Hi David,
Not sure if you are a member of the IIIF Slack (
http://bit.ly/iiif-slack) but there was a discussion on this topic recently in the #cookbook and #accessibility channels:
To try to summarise, the question was whether an HTML `alt` attribute on an image was the appropriate place to put the text in the image - where that image is OCR of a printed book page, or a transcription of a manuscript, rather than (for example) a photograph of a street scene that might contain some text in signage. IIIF's most common use case appears to fall into a bit of a gap when trying to follow guidance to describe the image for accessibility, because the significant text is not a description of the image but (usually) the text in the image, and any description of the image itself ("text of page 137") is not, in this case, the main attraction.
I think there are two recipes here. The first is one of IIIF modelling - how are transcriptions conveyed? How are captions, for AV, conveyed? These are works in progress; the first is well-established.
The second recipe is the HTML representation of these IIIF models - how should that OCRed text be represented in HTML to make it most accessible to screen readers and other accessibility mechanisms, bearing in mind that those mechanisms cannot be expected to know anything about IIIF?
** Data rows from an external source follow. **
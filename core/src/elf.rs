//! The ELF object model: headers, symbol tables, the SysV hash accelerator,
//! and `.gnu_debuglink` debug-companion discovery.
//!
//! Parsing is staged the way `goblin`/`symbolic-debuginfo` do it: the ELF
//! header is parsed first, then program headers, then section headers and
//! symbol tables, each independently fallible. A partially-parsed object
//! (e.g. one with readable headers but a truncated symbol table) is kept
//! rather than rejected outright, with [`ElfObject::is_malformed`] reporting
//! the degraded state — stripped or corrupted binaries are the normal case
//! for a tool that inspects post-mortem cores, not the exception.

use std::fmt;
use std::path::{Path, PathBuf};

use debugid::DebugId;
use goblin::container::{Container, Ctx};
use goblin::elf::{self, Elf};
use scroll::Pread;
use uuid::Uuid;

use elfstack_common::{Arch, AsSelf, SelfCell};

use crate::error::ElfError;
use crate::reader::{decompress_zlib, Reader};

const PAGE_SIZE: usize = 4096;
const SHF_COMPRESSED: u64 = elf::section_header::SHF_COMPRESSED as u64;
const UUID_SIZE: usize = 16;

/// A single symbol-table entry, rebased to image-relative addresses.
#[derive(Clone, Debug, Eq, PartialEq)]
pub struct Symbol<'data> {
    /// Demangled or raw symbol name, if present.
    pub name: Option<&'data str>,
    /// Address of the symbol relative to the start of the image (i.e. after
    /// subtracting the preferred load address).
    pub address: u64,
    /// Size in bytes, `0` if unknown.
    pub size: u64,
}

/// An ordered, binary-searchable view of an object's symbols.
///
/// Symbols are sorted by address and deduplicated exactly like
/// `symbolic_debuginfo::base::SymbolMap`: when two symbols share an address,
/// the one with the larger declared size wins, since a size-0 alias is
/// usually a linker-generated label rather than the function itself.
#[derive(Clone, Debug, Default)]
pub struct SymbolMap<'data> {
    symbols: Vec<Symbol<'data>>,
}

impl<'data> SymbolMap<'data> {
    fn from_vec(mut symbols: Vec<Symbol<'data>>) -> Self {
        dmsort::sort_by_key(&mut symbols, |s| s.address);
        symbols.dedup_by(|next, prev| {
            if next.address != prev.address {
                return false;
            }
            if next.size > prev.size {
                std::mem::swap(prev, next);
            }
            true
        });
        SymbolMap { symbols }
    }

    /// Number of unique symbols.
    pub fn len(&self) -> usize {
        self.symbols.len()
    }

    /// Returns `true` if there are no symbols.
    pub fn is_empty(&self) -> bool {
        self.symbols.is_empty()
    }

    /// Finds the symbol whose `[address, address + size)` range contains
    /// `addr`, falling back to the nearest symbol at or below `addr` when
    /// sizes are unknown (`size == 0`), matching how `pstack`-style tools
    /// resolve addresses in stripped code.
    pub fn lookup(&self, addr: u64) -> Option<&Symbol<'data>> {
        let idx = match self.symbols.binary_search_by_key(&addr, |s| s.address) {
            Ok(idx) => idx,
            Err(0) => return None,
            Err(idx) => idx - 1,
        };
        let symbol = &self.symbols[idx];
        if symbol.size == 0 || addr < symbol.address + symbol.size {
            Some(symbol)
        } else {
            None
        }
    }

    /// Iterates symbols in address order.
    pub fn iter(&self) -> impl Iterator<Item = &Symbol<'data>> {
        self.symbols.iter()
    }
}

impl<'data> FromIterator<Symbol<'data>> for SymbolMap<'data> {
    fn from_iter<T: IntoIterator<Item = Symbol<'data>>>(iter: T) -> Self {
        SymbolMap::from_vec(iter.into_iter().collect())
    }
}

/// Parsed `.gnu_debuglink` contents: the companion file name and its CRC32.
#[derive(Clone, Debug)]
pub struct DebugLink<'data> {
    filename: &'data std::ffi::CStr,
    crc: u32,
}

impl<'data> DebugLink<'data> {
    fn parse(data: &'data [u8]) -> Result<Self, ElfError> {
        let nul = data
            .iter()
            .position(|&b| b == 0)
            .ok_or_else(|| ElfError::TruncatedSection("gnu_debuglink: missing NUL".into()))?;
        let filename = std::ffi::CStr::from_bytes_with_nul(&data[..=nul])
            .map_err(|e| ElfError::TruncatedSection(format!("gnu_debuglink: {e}")))?;

        // The filename is NUL-padded to the next 4-byte boundary, followed by
        // a little-endian CRC32 of the companion file.
        let crc_offset = (nul + 1 + 3) & !3;
        let crc_bytes = data
            .get(crc_offset..crc_offset + 4)
            .ok_or_else(|| ElfError::TruncatedSection("gnu_debuglink: missing crc".into()))?;
        let crc = u32::from_le_bytes(crc_bytes.try_into().unwrap());

        Ok(DebugLink { filename, crc })
    }

    /// The companion file's base name, to be searched for alongside the
    /// original binary, in `.debug/`, and under `/usr/lib/debug/`.
    pub fn filename(&self) -> &'data std::ffi::CStr {
        self.filename
    }

    /// CRC32 the companion file is expected to match.
    pub fn crc(&self) -> u32 {
        self.crc
    }
}

/// Candidate paths to search for a `.gnu_debuglink`-named companion image,
/// in GDB's own separate-debug-file search order: alongside the original
/// file, under a `.debug/` subdirectory next to it, and under `debug_root`
/// with the original file's own directory appended.
pub fn debug_companion_candidates(own_path: &Path, link_name: &str, debug_root: &Path) -> Vec<PathBuf> {
    let dir = own_path.parent().unwrap_or_else(|| Path::new(""));
    let under_root = debug_root.join(dir.strip_prefix("/").unwrap_or(dir)).join(link_name);
    vec![dir.join(link_name), dir.join(".debug").join(link_name), under_root]
}

/// CRC32 (IEEE 802.3 polynomial) of `data`, matching the checksum
/// `.gnu_debuglink` stores for the companion file it names.
pub fn gnu_debuglink_crc32(data: &[u8]) -> u32 {
    let mut crc = 0xffff_ffffu32;
    for &byte in data {
        crc ^= byte as u32;
        for _ in 0..8 {
            let mask = (crc & 1).wrapping_neg();
            crc = (crc >> 1) ^ (0xedb8_8320 & mask);
        }
    }
    !crc
}

/// A lazily-decompressed section's bytes, with its originally declared
/// virtual address.
pub struct Section<'data> {
    /// Raw (possibly still compressed) bytes as stored on disk.
    pub data: std::borrow::Cow<'data, [u8]>,
    /// Address this section is linked to load at.
    pub address: u64,
}

/// A parsed ELF object borrowing from the byte slice it was built from.
///
/// Constructed from a contiguous in-memory buffer (an mmap'd or fully-read
/// executable); the live/core process layer in [`crate::process`] reads such
/// buffers out of `/proc/<pid>/maps`-listed files or reassembled `PT_LOAD`
/// segments before handing them here.
pub struct ElfObject<'data> {
    elf: Elf<'data>,
    data: &'data [u8],
    is_malformed: bool,
}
This second question does not have a clear answer, and it needs one! All the pieces are in place to make accessible billions of words of digitised text out there, already modelled as IIIF resources; what should happen at the last step, where the IIIF model is transformed to HTML? Both for simple HTML representations, and representations created by UV, Mirador and other viewers; what's the best thing they can offer up to assistive technologies for the text of all those books and manuscripts?
Tom